Vidal was het prototype kunstenaar, het resultaat van een enquête die Constant Dullaart (Leiderdorp, 1979) hield onder de werknemers van de Rijksakademie. De uitkomst leek in eerste instantie uit te komen op een vrouwelijke videokunstenaar van in de dertig met kind, maar toen de schoonmakers hun zegje gedaan hadden was het een mannelijke schilder geworden, het grootst mogelijke twintigste-eeuwse stereotype: de abstract expressionist. Een scenarioschrijver van Goede Tijden, Slechte Tijden (GTST) vleesde de enquête uit tot een karakterbeschrijving: Juan is 34 jaar, enig kind van een Spaanse vader en een Nederlandse moeder, kent zijn whisky en zijn vrouwen, ‘is redelijk succesvol en verdient aardig met de verkoop van zijn schilderijen, weet ook zo nu en dan een subsidie los te krijgen, maar werkt ook sinds jaar en dag een avond in de week in een bar om contact te houden met het “echte leven”.’ Vidals atelier op de Rijksakademie was op zijn beurt de interpretatiean een prototypisch kunstenaarsatelier, ontworpen door de setdesigners van GTST. Een half atelier, dat wel, want in de andere helft moesten de camera’s opgesteld kunnen worden. Dullaart: ‘ik had mijn medestudenten speciaal om hun oude spullen gevraagd zodat de setdesigners er gebruik van konden maken, maar die spullen waren te gebruikt, of hadden de verkeerde kleur.’ Het werk past precies in de omzichtige strategieën die Dullaart hanteert om het verwachtingspatroon van de toeschouwer op zijn kop te zetten. Deze deconstructie, dit détournement van het alledaagse, vormt een centrale pijler in het werk van Dullaart, al wordt het in de meeste gevallen niet in de fysieke, maar in de virtuele ruimte door hem uitgevoerd.

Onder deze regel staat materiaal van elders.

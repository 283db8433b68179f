use std::process::Command;

fn git_short_hash() -> Option<String> {
    let output = Command::new("git")
        .args(["rev-parse", "--short", "HEAD"])
        .output()
        .ok()?;
    if !output.status.success() {
        return None;
    }
    let hash = String::from_utf8(output.stdout).ok()?;
    Some(hash.trim().to_string()).filter(|h| !h.is_empty())
}

fn main() {
    let git_hash = git_short_hash().unwrap_or_else(|| "unknown".to_string());
    println!("cargo:rustc-env=GIT_HASH={}", git_hash);

    println!("cargo:rerun-if-changed=.git/HEAD");
}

Détournement was opnieuw een thema tijdens de Open Ateliers in 2008, hoewel de sfeer haaks stond op de kleurgecoördineerde geordende chaos van het jaar ervoor. Dullaart stond zelf weer als kunstenaar centraal, het atelier was ditmaal slecht verlicht en er lag vuilnis op de vloer. Er zwierven verschillende digitale fotolijstjes rond met generieke foto’s en teksten als ‘No Image Available’. Op een pc konden bezoekers kennis nemen van een serie filmpjes met titels als YouTube as Subject, waarin je geconfronteerd werd met het overbekende beeld van de zilvergrijze playknop van YouTube tegen een zwarte achtergrond. Niemand die daarvan op kijkt, of zelfs nog náár kijkt. In Dullaarts serie filmpjes is de knop niet alleen het startsein, maar ook het onderwerp: hij valt uit beeld, raakt uit focus, drijft rond of begint te knipperen als een discolamp. De sleutel van het werk is opnieuw de deconstructivistische houding waarmee Dullaart onze hedendaagse visual literacy ondervraagt, met name de invloed van de digitalisering op onze omgang met beeld. Dullaart: ‘de playknop is onbewust een deel van onze beeldcultuur geworden. Hij is vereenzelvigd met zijn functie, niemand denkt erover na dat die knop door iemand is ontworpen.’ Waar we vroeger niet op of om keken naar de zoetsappige standaardafbeeldingen die in de fotolijstjes in de winkel prijkten, kijken we nu niet om naar de interfaces waarmee we iedere dag in aanraking komen. Door onze gewenning aan het gebruiksgemak van internet en de ‘misvatting’ dat alles op internet gratis is, staan we er nauwelijks bij stil hoeveel ontwerpbeslissingen en manuren er achter een interface verscholen zitten, en nog minder staan we stil bij de politieke of maatschappelijke lading ervan.
Mediumonderzoek
Dullaarts artistieke strategie is geen ongebruikelijke: hij onderzoekt het nieuwste medium dat de kunst voor handen heeft. Maar hoe anders is Dullaarts mediumonderzoek ten opzichte van dat van zijn kunsthistorische voorgangers? Wat voor gevolgen heeft het voor het medium zelf? De colourfield painters onderzochten het schilderij, maar dat was noch een nieuw medium, nog een massamedium. De videokunst in de jaren zeventig is een beter ijkpunt, het was, net als internet, een technologisch medium, en daarbij ook nog een evolutie van hét massamedium van de twintigste eeuw: de televisie.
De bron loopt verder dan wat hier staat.